Open your ears. Enjoy the fragrance of eternal life, breathed on you by means of the sacraments. We explained this to you as we celebrated the mystery of 'the opening' when we said: 'Effatha, that is, be opened.' . . .
After this, the holy of holies was opened up for you; you entered into the sacred place of regeneration. Recall what you were asked; remember what you answered. You renounced the devil and all Satan's works, the world and its dissipation and sensuality. . . .
You entered to confront your enemy, for you intended to renounce Satan to his face. You then turned toward the east, for one who renounces the devil turns toward Christ and fixes his gaze directly on him. . . .

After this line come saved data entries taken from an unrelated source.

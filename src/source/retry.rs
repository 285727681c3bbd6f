//! Bounded exponential backoff for source reconnects

use crate::config::RetrySettings;
use crate::error::SourceError;
use std::sync::atomic::{AtomicBool, Ordering};
use std::time::{Duration, Instant};

/// Granularity at which a backoff sleep checks the running flag
const SLEEP_SLICE: Duration = Duration::from_millis(20);

#[derive(Debug, Clone, PartialEq)]
pub struct RetryPolicy {
    pub max_retries: u32,
    pub initial_delay: Duration,
    pub max_delay: Duration,
    pub multiplier: f64,
}

impl Default for RetryPolicy {
    fn default() -> Self {
        Self::from(&RetrySettings::default())
    }
}

impl From<&RetrySettings> for RetryPolicy {
    fn from(settings: &RetrySettings) -> Self {
        Self {
            max_retries: settings.max_retries,
            initial_delay: settings.initial_delay(),
            max_delay: settings.max_delay(),
            multiplier: settings.multiplier.max(1.0),
        }
    }
}

impl RetryPolicy {
    /// No retries at all
    pub fn none() -> Self {
        Self {
            max_retries: 0,
            ..Default::default()
        }
    }

    /// Delay before attempt `attempt` (1-based)
    pub fn delay_for(&self, attempt: u32) -> Duration {
        let exp = attempt.saturating_sub(1).min(63) as i32;
        let secs = self.initial_delay.as_secs_f64() * self.multiplier.powi(exp);
        Duration::from_secs_f64(secs.min(self.max_delay.as_secs_f64()))
    }

    /// Run `op` until it succeeds, fails unrecoverably, or the attempts run
    /// out. Returns `Ok(None)` if `running` is cleared while waiting.
    pub fn run<T>(
        &self,
        running: &AtomicBool,
        mut op: impl FnMut(u32) -> Result<T, SourceError>,
    ) -> Result<Option<T>, SourceError> {
        let mut last_error = String::from("no attempt made");
        for attempt in 1..=self.max_retries {
            let delay = self.delay_for(attempt);
            tracing::info!(
                "Reconnect attempt {}/{} in {:?}",
                attempt,
                self.max_retries,
                delay
            );
            if !sleep_while_running(delay, running) {
                return Ok(None);
            }
            match op(attempt) {
                Ok(value) => return Ok(Some(value)),
                Err(e) if e.is_recoverable() => {
                    tracing::warn!("Reconnect attempt {} failed: {}", attempt, e);
                    last_error = e.to_string();
                }
                Err(e) => return Err(e),
            }
        }
        Err(SourceError::RetriesExhausted {
            attempts: self.max_retries,
            last_error,
        })
    }
}

/// Sleep for `duration` unless `running` goes false first.
///
/// Returns whether the flag was still set at the end.
pub fn sleep_while_running(duration: Duration, running: &AtomicBool) -> bool {
    let deadline = Instant::now() + duration;
    loop {
        if !running.load(Ordering::Relaxed) {
            return false;
        }
        let now = Instant::now();
        if now >= deadline {
            return true;
        }
        std::thread::sleep((deadline - now).min(SLEEP_SLICE));
    }
}
//! Replay of a persisted session as if it were a live stream

use super::{SignalSource, SourceEvent};
use crate::error::SourceError;
use crate::session::RecordedSession;
use crate::types::{Marker, SampleBlock, StreamInfo};
use chrono::Utc;
use std::collections::VecDeque;
use std::path::PathBuf;
use std::time::{Duration, Instant};

/// Blocks per second of signal time
const CHUNKS_PER_SECOND: f64 = 50.0;

/// Replays a [`RecordedSession`] in fixed-size chunks.
///
/// With `speed = 1.0` chunks are paced at the recording's sampling rate,
/// `2.0` plays twice as fast and `0.0` disables pacing entirely.
pub struct EmulatedSource {
    dir: PathBuf,
    session: String,
    speed: f64,
    recording: Option<RecordedSession>,
    chunk: usize,
    position: usize,
    next_marker: usize,
    next_due: Option<Instant>,
    queued: VecDeque<SourceEvent>,
}

impl EmulatedSource {
    pub fn new(dir: PathBuf, session: String, speed: f64) -> Self {
        Self {
            dir,
            session,
            speed: speed.max(0.0),
            recording: None,
            chunk: 1,
            position: 0,
            next_marker: 0,
            next_due: None,
            queued: VecDeque::new(),
        }
    }

    /// Replay an already loaded session.
    pub fn from_recording(recording: RecordedSession, speed: f64) -> Self {
        let mut source = Self::new(PathBuf::new(), recording.metadata.name.clone(), speed);
        source.recording = Some(recording);
        source
    }

    /// Samples per emitted block
    pub fn chunk_size(&self) -> usize {
        self.chunk
    }

    /// Global index of the next sample to be emitted
    pub fn position(&self) -> usize {
        self.position
    }

    fn interval(&self, sample_rate: f64) -> Option<Duration> {
        if self.speed <= 0.0 || sample_rate <= 0.0 {
            None
        } else {
            Some(Duration::from_secs_f64(self.chunk as f64 / sample_rate / self.speed))
        }
    }

    fn info(recording: &RecordedSession) -> StreamInfo {
        StreamInfo {
            sample_rate: recording.sample_rate(),
            channel_names: recording.channel_names().to_vec(),
        }
    }

    fn open(&mut self) -> Result<StreamInfo, SourceError> {
        if self.recording.is_none() {
            let loaded = RecordedSession::load(&self.dir, &self.session).map_err(|e| {
                SourceError::Connect {
                    address: self.describe(),
                    message: e.to_string(),
                }
            })?;
            self.recording = Some(loaded);
        }
        let recording = self
            .recording
            .as_ref()
            .ok_or_else(|| SourceError::ConnectionLost("recording unavailable".into()))?;

        let fs = recording.sample_rate();
        self.chunk = ((fs / CHUNKS_PER_SECOND).round() as usize).max(1);
        self.next_due = None;
        Ok(Self::info(recording))
    }
}

impl SignalSource for EmulatedSource {
    fn connect(&mut self) -> Result<StreamInfo, SourceError> {
        self.position = 0;
        self.next_marker = 0;
        self.queued.clear();
        let info = self.open()?;
        tracing::info!(
            "Replaying '{}': {} channels at {} Hz, {} samples per block",
            self.session,
            info.channel_count(),
            info.sample_rate,
            self.chunk
        );
        Ok(info)
    }

    fn next_event(&mut self, timeout: Duration) -> Result<SourceEvent, SourceError> {
        if let Some(event) = self.queued.pop_front() {
            return Ok(event);
        }
        let Some(recording) = self.recording.as_ref() else {
            return Err(SourceError::ConnectionLost("not connected".into()));
        };
        let total = recording.len();
        if self.position >= total {
            return Ok(SourceEvent::EndOfStream);
        }

        let fs = recording.sample_rate();
        if let Some(interval) = self.interval(fs) {
            let now = Instant::now();
            let due = *self.next_due.get_or_insert(now);
            if due > now {
                let wait = due - now;
                if wait > timeout {
                    std::thread::sleep(timeout);
                    return Ok(SourceEvent::Timeout);
                }
                std::thread::sleep(wait);
            }
            self.next_due = Some(due + interval);
        }

        let start = self.position;
        let end = (start + self.chunk).min(total);
        let data = recording
            .data
            .iter()
            .map(|channel| channel[start..end].to_vec())
            .collect();
        let block = SampleBlock::new(start as u64, fs, data);

        while let Some(marker) = recording.markers.get(self.next_marker) {
            let onset = marker.onset as usize;
            if onset >= end {
                break;
            }
            if onset >= start {
                let replayed = Marker::new(marker.onset, marker.kind.clone(), marker.description.clone())
                    .with_received_at(Utc::now());
                self.queued.push_back(SourceEvent::Marker(replayed));
            }
            self.next_marker += 1;
        }
        self.position = end;

        if self.position >= total {
            let remaining = recording.markers.len() - self.next_marker;
            if remaining > 0 {
                tracing::debug!("{} markers lie beyond the end of the recording", remaining);
            }
        }
        Ok(SourceEvent::Block(block))
    }

    fn reconnect(&mut self) -> Result<StreamInfo, SourceError> {
        let info = self.open()?;
        tracing::info!("Replay resumed at sample {}", self.position);
        Ok(info)
    }

    fn disconnect(&mut self) {
        self.queued.clear();
        self.next_due = None;
    }

    fn describe(&self) -> String {
        format!("replay {}/{}", self.dir.display(), self.session)
    }
}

Listen to how the ancient mystery is prefigured in . . . another testimony. All flesh had become corrupt because of its sins. God said: "My Spirit will not remain in human beings, for they are flesh.' God thus shows that spiritual grace is repelled by uncleanness of the flesh and by the stain of more serious sin. So God resolved to restore the gift he had given. Hes sent the flood and ordered Noah, the righteous one, into the ark. When the flood began to subside Noah sent first a raven, then a dove, which, as we read, came back with an olive branch. You see water, you see wood, you look on a dove, and you hesitate to believe the mystery?
The water is that in which the flesh is dipped, to wash away all its sin. In it all wickedness is buried. The wood is that to which the Lord Jesus was fastened when he suffered for us. The dove is the one in whose likeness the Holy Spirit descended, as you have learned from the New Testament: the Spirit who breathes into you peace of soul, tranquility of mind. . . .
Marah was a spring of bitter water. When Moses through wood into it, its water became sweet. Water, you see, is of no avail for future salvation without the proclamation of the Lord's cross. But when it has been consecrated through the saving mystery of the cross, it is then ready for use in the laver of the Spirit and in the cup of salvation. Therefore, as Moses in his role as prophet threw wood into the spring of Marah, so also the priest sends out into the fountain of baptism the proclamation of the Lord's cross, and the water becomes sweet, ready for the giving of grace."
The excavated fourth century baptistry in Milan.